[Data entries]
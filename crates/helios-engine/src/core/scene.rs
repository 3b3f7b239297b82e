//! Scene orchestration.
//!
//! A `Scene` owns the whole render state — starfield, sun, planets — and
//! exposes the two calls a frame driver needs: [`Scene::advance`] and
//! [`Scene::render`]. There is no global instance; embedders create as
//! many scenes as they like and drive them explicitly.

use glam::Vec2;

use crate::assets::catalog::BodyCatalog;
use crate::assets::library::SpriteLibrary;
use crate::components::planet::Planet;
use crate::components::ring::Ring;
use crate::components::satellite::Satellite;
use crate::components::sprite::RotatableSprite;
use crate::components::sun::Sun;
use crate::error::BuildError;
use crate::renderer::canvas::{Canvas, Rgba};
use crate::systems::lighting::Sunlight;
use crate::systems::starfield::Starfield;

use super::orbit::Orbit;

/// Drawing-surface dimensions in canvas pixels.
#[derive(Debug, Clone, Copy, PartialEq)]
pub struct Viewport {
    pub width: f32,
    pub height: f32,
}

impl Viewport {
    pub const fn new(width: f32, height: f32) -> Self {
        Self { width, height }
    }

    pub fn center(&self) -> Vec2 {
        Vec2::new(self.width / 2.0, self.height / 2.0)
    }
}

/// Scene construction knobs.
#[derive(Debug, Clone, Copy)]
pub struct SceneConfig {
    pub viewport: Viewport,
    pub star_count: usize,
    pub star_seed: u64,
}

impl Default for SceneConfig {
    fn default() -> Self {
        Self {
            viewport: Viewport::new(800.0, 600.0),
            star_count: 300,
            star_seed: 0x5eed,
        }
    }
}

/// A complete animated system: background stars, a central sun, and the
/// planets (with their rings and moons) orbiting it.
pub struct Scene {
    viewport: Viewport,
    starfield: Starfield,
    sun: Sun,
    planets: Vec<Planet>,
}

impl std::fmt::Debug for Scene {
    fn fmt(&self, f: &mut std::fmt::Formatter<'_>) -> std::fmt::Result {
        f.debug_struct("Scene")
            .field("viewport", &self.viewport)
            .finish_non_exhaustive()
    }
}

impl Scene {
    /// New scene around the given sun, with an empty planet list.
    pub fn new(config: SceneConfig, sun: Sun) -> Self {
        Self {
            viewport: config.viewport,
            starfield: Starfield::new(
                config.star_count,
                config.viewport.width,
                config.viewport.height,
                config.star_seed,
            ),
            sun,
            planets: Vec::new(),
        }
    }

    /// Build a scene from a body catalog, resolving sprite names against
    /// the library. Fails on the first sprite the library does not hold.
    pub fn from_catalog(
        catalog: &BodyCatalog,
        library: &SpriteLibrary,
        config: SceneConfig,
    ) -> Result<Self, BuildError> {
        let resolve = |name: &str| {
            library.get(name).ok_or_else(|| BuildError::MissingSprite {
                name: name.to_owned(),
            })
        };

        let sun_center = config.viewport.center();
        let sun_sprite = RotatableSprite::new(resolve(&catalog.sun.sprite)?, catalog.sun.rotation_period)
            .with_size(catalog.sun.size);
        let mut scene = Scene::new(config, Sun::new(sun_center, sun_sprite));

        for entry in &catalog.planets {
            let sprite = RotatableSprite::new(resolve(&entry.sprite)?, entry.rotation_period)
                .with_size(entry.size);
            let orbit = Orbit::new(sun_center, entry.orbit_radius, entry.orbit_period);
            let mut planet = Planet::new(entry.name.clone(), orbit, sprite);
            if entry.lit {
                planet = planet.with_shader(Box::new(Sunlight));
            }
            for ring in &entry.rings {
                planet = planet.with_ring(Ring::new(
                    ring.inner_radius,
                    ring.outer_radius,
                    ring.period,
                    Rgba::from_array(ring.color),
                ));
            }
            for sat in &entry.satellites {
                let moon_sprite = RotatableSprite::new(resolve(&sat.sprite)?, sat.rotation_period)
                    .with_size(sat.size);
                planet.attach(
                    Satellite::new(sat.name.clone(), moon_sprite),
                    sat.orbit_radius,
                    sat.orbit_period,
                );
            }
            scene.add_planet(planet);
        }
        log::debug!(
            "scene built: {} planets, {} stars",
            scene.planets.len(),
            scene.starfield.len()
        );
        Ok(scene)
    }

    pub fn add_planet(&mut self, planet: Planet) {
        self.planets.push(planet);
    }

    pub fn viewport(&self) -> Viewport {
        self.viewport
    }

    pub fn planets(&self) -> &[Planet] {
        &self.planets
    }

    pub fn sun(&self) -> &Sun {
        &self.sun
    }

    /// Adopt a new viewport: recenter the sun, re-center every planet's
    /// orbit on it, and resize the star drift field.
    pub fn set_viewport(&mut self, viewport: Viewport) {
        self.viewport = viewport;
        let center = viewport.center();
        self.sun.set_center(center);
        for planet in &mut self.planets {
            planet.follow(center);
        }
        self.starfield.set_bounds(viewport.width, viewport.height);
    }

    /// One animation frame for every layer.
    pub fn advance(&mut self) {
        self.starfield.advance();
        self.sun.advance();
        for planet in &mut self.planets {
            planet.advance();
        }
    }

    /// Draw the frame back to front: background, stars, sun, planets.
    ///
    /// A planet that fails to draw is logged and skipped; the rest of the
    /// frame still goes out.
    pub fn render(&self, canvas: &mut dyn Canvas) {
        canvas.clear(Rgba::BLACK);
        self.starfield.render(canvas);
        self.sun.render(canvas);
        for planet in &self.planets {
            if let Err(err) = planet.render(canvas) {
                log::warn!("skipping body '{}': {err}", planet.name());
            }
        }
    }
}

## Work task:
Word for word, restate the data above from its first line down to and including the line with "empty planet list.".

## Exercise response:
filename crates/helios-engine/src/core/scene.rs
repository 3b3f7b239297b82e
//! Scene orchestration.
//!
//! A `Scene` owns the whole render state — starfield, sun, planets — and
//! exposes the two calls a frame driver needs: [`Scene::advance`] and
//! [`Scene::render`]. There is no global instance; embedders create as
//! many scenes as they like and drive them explicitly.

use glam::Vec2;

use crate::assets::catalog::BodyCatalog;
use crate::assets::library::SpriteLibrary;
use crate::components::planet::Planet;
use crate::components::ring::Ring;
use crate::components::satellite::Satellite;
use crate::components::sprite::RotatableSprite;
use crate::components::sun::Sun;
use crate::error::BuildError;
use crate::renderer::canvas::{Canvas, Rgba};
use crate::systems::lighting::Sunlight;
use crate::systems::starfield::Starfield;

use super::orbit::Orbit;

/// Drawing-surface dimensions in canvas pixels.
#[derive(Debug, Clone, Copy, PartialEq)]
pub struct Viewport {
    pub width: f32,
    pub height: f32,
}

impl Viewport {
    pub const fn new(width: f32, height: f32) -> Self {
        Self { width, height }
    }

    pub fn center(&self) -> Vec2 {
        Vec2::new(self.width / 2.0, self.height / 2.0)
    }
}

/// Scene construction knobs.
#[derive(Debug, Clone, Copy)]
pub struct SceneConfig {
    pub viewport: Viewport,
    pub star_count: usize,
    pub star_seed: u64,
}

impl Default for SceneConfig {
    fn default() -> Self {
        Self {
            viewport: Viewport::new(800.0, 600.0),
            star_count: 300,
            star_seed: 0x5eed,
        }
    }
}

/// A complete animated system: background stars, a central sun, and the
/// planets (with their rings and moons) orbiting it.
pub struct Scene {
    viewport: Viewport,
    starfield: Starfield,
    sun: Sun,
    planets: Vec<Planet>,
}

impl std::fmt::Debug for Scene {
    fn fmt(&self, f: &mut std::fmt::Formatter<'_>) -> std::fmt::Result {
        f.debug_struct("Scene")
            .field("viewport", &self.viewport)
            .finish_non_exhaustive()
    }
}

impl Scene {
    /// New scene around the given sun, with an empty planet list.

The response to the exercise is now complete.